When it comes to electricity, California often gets highlighted as a case study of what can go wrong. The easiest example is the state’s high electricity prices. According to ChooseEnergy.com, the average Golden State retail electricity rate is 29.54 cents/kilowatt-hour, 46th highest in the nation. Hawaii is the highest, at 43.18 cents/KWh. Idaho and North Dakota are the lowest at 10.54 cents/KWh.
But rates vary widely in California, EcoWatch reports. The highest rate in the state is 65.46 cents/KWh, the lowest is 8.27 cents. The average monthly bill is $134.88 for an average usage of 572 KWh. In an attempt to deal with California’s high electricity prices, the state is considering changing the way its investor-owned utilities charge, which affect lower-income customers the most, switching from the conventional volumetric rate (you pay for what you use) to a combination of what amounts to an income tax on a portion of the bill, plus smaller volumetric charges.
What accounts for the wide disparity in the state’s rates? Economists Meredith Fowlie and Duncan Callaway at the University of California Berkeley’s Energy Institute at Haas take a close look at California electricity prices. In a blog posting, they note, “These high prices are slowing progress on electrification, fueling affordability concerns, and rising fast. Our PG&E rates have increased by more than 35% over the past two years. Ouch.”
But then there is the low end of the rates in California, observing that “there are over 50 electricity suppliers in the state. What’s going on with these other guys?”
The answer is that the state’s three dominant investor-owned electric companies – Pacific Gas and Electric, San Diego Gas and Electric, and Southern California Edison – which together serve the greatest number of customers – dominate the prices. Public power systems – municipal utilities and rural electric cooperatives – have substantially lower prices.
The Haas economists write, “What we found most striking is the relatively high prices charged by the three largest investor-owned utilities (IOUs). Proponents of public power might argue that differences in ownership structure explain the widening price gap between ‘public power’ and the IOUs. But the truth is more complicated. Understanding what is driving these price differences is going to be important as electricity sector costs escalate.”

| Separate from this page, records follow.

//! Image normalization to baseline JPEG.

use image::codecs::jpeg::JpegEncoder;
use image::{DynamicImage, ImageError, RgbImage};

/// Extensions treated as images and subject to JPEG normalization.
const IMAGE_EXTENSIONS: [&str; 6] = ["jpg", "jpeg", "png", "gif", "bmp", "webp"];

/// How one object's bytes are handled during materialization.
#[derive(Debug, Clone, Copy, PartialEq, Eq)]
pub enum HandlingMode {
    /// Decode and re-encode as JPEG.
    Image,
    /// Copy verbatim.
    Opaque,
}

/// Classifies a key by the extension of its final path segment.
///
/// Total and pure: every key maps to exactly one mode, and the result
/// depends only on the lower-cased extension.
pub fn classify_key(key: &str) -> HandlingMode {
    match key_extension(key) {
        Some(ext) if IMAGE_EXTENSIONS.contains(&ext.as_str()) => HandlingMode::Image,
        _ => HandlingMode::Opaque,
    }
}

/// Extension of the key's final segment, lower-cased.
///
/// `None` when the segment has no `.` past its first character (dotfiles
/// like `.env` have no extension).
pub fn key_extension(key: &str) -> Option<String> {
    let name = key.rsplit('/').next().unwrap_or(key);
    let dot = name.rfind('.')?;
    if dot == 0 {
        return None;
    }
    Some(name[dot + 1..].to_ascii_lowercase())
}

/// Decodes `bytes` and re-encodes the pixels as a baseline JPEG at the
/// given quality.
///
/// Images carrying an alpha channel are composited onto an opaque white
/// background first; everything else is converted to plain RGB. Any decode
/// or encode failure is returned to the caller, which is expected to fall
/// back to the original bytes.
pub fn transcode_to_jpeg(bytes: &[u8], quality: u8) -> Result<Vec<u8>, ImageError> {
    let decoded = image::load_from_memory(bytes)?;
    let rgb = flatten_to_rgb(decoded);

    let mut encoded = Vec::new();
    rgb.write_with_encoder(JpegEncoder::new_with_quality(&mut encoded, quality))?;
    Ok(encoded)
}

/// Drops any alpha channel by blending onto white; returns plain RGB pixels.
fn flatten_to_rgb(decoded: DynamicImage) -> RgbImage {
    if !decoded.color().has_alpha() {
        return decoded.into_rgb8();
    }

    let rgba = decoded.into_rgba8();
    let mut rgb = RgbImage::new(rgba.width(), rgba.height());

    for (out, pixel) in rgb.pixels_mut().zip(rgba.pixels()) {
        let alpha = pixel[3] as u32;
        for channel in 0..3 {
            let value = pixel[channel] as u32;
            // out = src * a + white * (1 - a), in 0..=255 integer arithmetic
            out[channel] = ((value * alpha + 255 * (255 - alpha)) / 255) as u8;
        }
    }

    rgb
}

Teasing out the price data, Fowlie and Callaway note that “size matters.” They note, “One important difference between California’s big IOUs and the public power providers is the scale of operations. PG&E delivers 78 million MWh annually to over 16 million people across 70,000 square miles. The scale of public power operations is much smaller. For example, Silicon Valley power (City of Santa Clara in the graphs) delivers 4.4 million MWh to approximately 60,000 customers across a more densely populated 18 square miles. Cost comparisons across private and public suppliers would ideally take these differences into account.”
But size in California matters in an economically-unconventional way. “The largest share of an electric utility’s costs is sunk into its power system infrastructure. All else equal, spreading capital costs over a larger amount of output should allow bigger utilities to supply electricity at lower prices. Squinting at these coarsely estimated relationships, we do not see revenues rising more slowly with sales among the larger IOUs. This could indicate that the IOUs are failing to fully leverage scale economies.”

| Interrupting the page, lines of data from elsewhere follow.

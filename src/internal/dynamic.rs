use std::collections::HashSet;
use std::fmt;
use std::sync::Arc;

use crate::internal::snapshoter::Snapshoter;

/// Body of a test unit. Receives the unit's own capture session.
pub type TestFn = Arc<dyn Fn(&mut Snapshoter) -> anyhow::Result<()> + Send + Sync>;

/// Wrap a closure as a [`TestFn`].
pub fn test_fn<F>(f: F) -> TestFn
where
    F: Fn(&mut Snapshoter) -> anyhow::Result<()> + Send + Sync + 'static,
{
    Arc::new(f)
}

/// Prefix that makes a declared test runnable even without a wrapper.
pub const DEFAULT_TEST_PREFIX: &str = "test";

#[derive(Clone)]
pub struct RuntimeTest {
    pub name: String,
    pub implementation: TestFn,
}

impl RuntimeTest {
    pub fn new<F>(name: impl Into<String>, implementation: F) -> Self
    where
        F: Fn(&mut Snapshoter) -> anyhow::Result<()> + Send + Sync + 'static,
    {
        Self {
            name: name.into(),
            implementation: test_fn(implementation),
        }
    }
}

impl fmt::Debug for RuntimeTest {
    fn fmt(&self, f: &mut fmt::Formatter<'_>) -> fmt::Result {
        f.debug_struct("RuntimeTest").field("name", &self.name).finish_non_exhaustive()
    }
}

/// Where a discovered unit came from.
#[derive(Debug, Clone, PartialEq, Eq)]
pub enum UnitOrigin {
    /// Generated by `runtime_tests()`; never prefix-wrapped.
    Runtime,
    /// Listed by `declared_tests()`.
    Declared { prefix: String, wrapped: bool },
}

/// A named, runnable test as handed to the host runner.
#[derive(Clone)]
pub struct TestUnit {
    name: String,
    origin: UnitOrigin,
    run: TestFn,
}

impl TestUnit {
    pub fn name(&self) -> &str {
        &self.name
    }

    pub fn origin(&self) -> &UnitOrigin {
        &self.origin
    }

    pub fn run(&self, snapshoter: &mut Snapshoter) -> anyhow::Result<()> {
        (self.run)(snapshoter)
    }
}

impl fmt::Debug for TestUnit {
    fn fmt(&self, f: &mut fmt::Formatter<'_>) -> fmt::Result {
        f.debug_struct("TestUnit")
            .field("name", &self.name)
            .field("origin", &self.origin)
            .finish_non_exhaustive()
    }
}

/// A suite whose tests are enumerated before any of them runs.
pub trait DynamicSuite {
    /// Stable suite name; also the folder that holds the suite's references.
    fn name(&self) -> &str;

    /// Tests generated from data. Runs before declared tests, in order.
    fn runtime_tests(&self) -> Vec<RuntimeTest> {
        Vec::new()
    }

    /// Hand-written tests named `<prefix>_<rest>`.
    fn declared_tests(&self) -> Vec<RuntimeTest> {
        Vec::new()
    }

    /// Wrap every declared test sharing `prefix` with common behaviour.
    ///
    /// Return `None` to leave the prefix alone: tests with the default `test`
    /// prefix then run as written, any other prefix is not a test. Wrappers
    /// usually call `current` themselves, but don't have to.
    ///
    /// Called once per declared test, not once per prefix, since `current` is
    /// that test's own body. Several tests sharing a prefix mean several calls.
    ///
    /// ```
    /// # use tui_state_snapshots::{DynamicSuite, TestFn, test_fn};
    /// struct Ducks;
    ///
    /// impl DynamicSuite for Ducks {
    ///     fn name(&self) -> &str {
    ///         "Ducks"
    ///     }
    ///
    ///     fn method_implementation(&self, prefix: &str, current: TestFn) -> Option<TestFn> {
    ///         if prefix != "duck" {
    ///             return None;
    ///         }
    ///         Some(test_fn(move |snapshoter| {
    ///             current(snapshoter)?;
    ///             println!("quack!");
    ///             Ok(())
    ///         }))
    ///     }
    /// }
    /// ```
    fn method_implementation(&self, _prefix: &str, _current: TestFn) -> Option<TestFn> {
        None
    }
}

/// Substring before the first `_`, e.g. `"e2e"` for `"e2e_detail"`.
pub fn method_prefix(name: &str) -> Option<&str> {
    name.split_once('_').map(|(prefix, _)| prefix).filter(|prefix| !prefix.is_empty())
}

/// Enumerate every runnable unit of `suite`. Call once, before running any of them.
///
/// Names are unique in the result: a later test reusing a name is dropped.
pub fn list_dynamic_tests<S: DynamicSuite + ?Sized>(suite: &S) -> Vec<TestUnit> {
    let mut seen = HashSet::new();
    let mut units = Vec::new();
    let mut ignored = 0usize;

    for test in suite.runtime_tests() {
        if !seen.insert(test.name.clone()) {
            tracing::warn!(suite = suite.name(), test = %test.name, "duplicate runtime test name, skipping");
            continue;
        }
        units.push(TestUnit {
            name: test.name,
            origin: UnitOrigin::Runtime,
            run: test.implementation,
        });
    }

    for test in suite.declared_tests() {
        let Some(prefix) = method_prefix(&test.name).map(str::to_string) else {
            tracing::debug!(suite = suite.name(), test = %test.name, "declared test has no prefix, ignoring");
            ignored += 1;
            continue;
        };

        let (run, wrapped) = match suite.method_implementation(&prefix, Arc::clone(&test.implementation)) {
            Some(wrapper) => (wrapper, true),
            None if prefix == DEFAULT_TEST_PREFIX => (test.implementation, false),
            None => {
                tracing::debug!(suite = suite.name(), test = %test.name, %prefix, "prefix not handled, ignoring");
                ignored += 1;
                continue;
            }
        };

        if !seen.insert(test.name.clone()) {
            tracing::warn!(suite = suite.name(), test = %test.name, "duplicate declared test name, skipping");
            continue;
        }
        units.push(TestUnit {
            name: test.name,
            origin: UnitOrigin::Declared { prefix, wrapped },
            run,
        });
    }

    tracing::debug!(suite = suite.name(), units = units.len(), ignored, "discovered tests");
    units
}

Why is this the case? What else is going on? The blog points to differing costs of supplying power and “pursuing various public policy goals” which can vary “a lot across communities.”
In California, a major difference in costs that face the IOUs and the public power systems is wildfire management. Fowlie and Callaway write, “By far, the most significant driver of recent rate increases has been climate change adaptation in the form of wildfire risk mitigation. Back in March, PG&E was approved to spend a mind-blowing $18 billion on wildfire risk mitigation through 2025. An additional $1.1 billion was added last month. SCE has also filed its 2025 GRC application requesting nearly $1 billion annually in expenses and $7.31 billion in capital expenditures in 2023-2028 for wildfire and vegetation management.
Is the takeaway from this analysis that public power is a better deal for consumers? Not necessarily, argue Fowlie and Callaway. The write that “it’s not clear to us that local governments would be more adept at providing electricity supply more cost-effectively than the regulated IOUs. Moreover, community exit from large IOU systems via municipalization could impose significant cost burdens on those left behind.”
The message they see from their analysis is that “rapidly escalating power sector costs are straining the regulatory system we depend on to keep investor-owned utility expenditures in check. Regulators at the Public Advocates Office and various consumer groups have been calling for more oversight of IOU revenue requests, particularly where wildfire costs are concerned. Given the billions of ratepayer dollars at stake, California should heed this call. Investing today in finding better ways to contain or reduce these costs will pay dividends in the form of lower power prices.”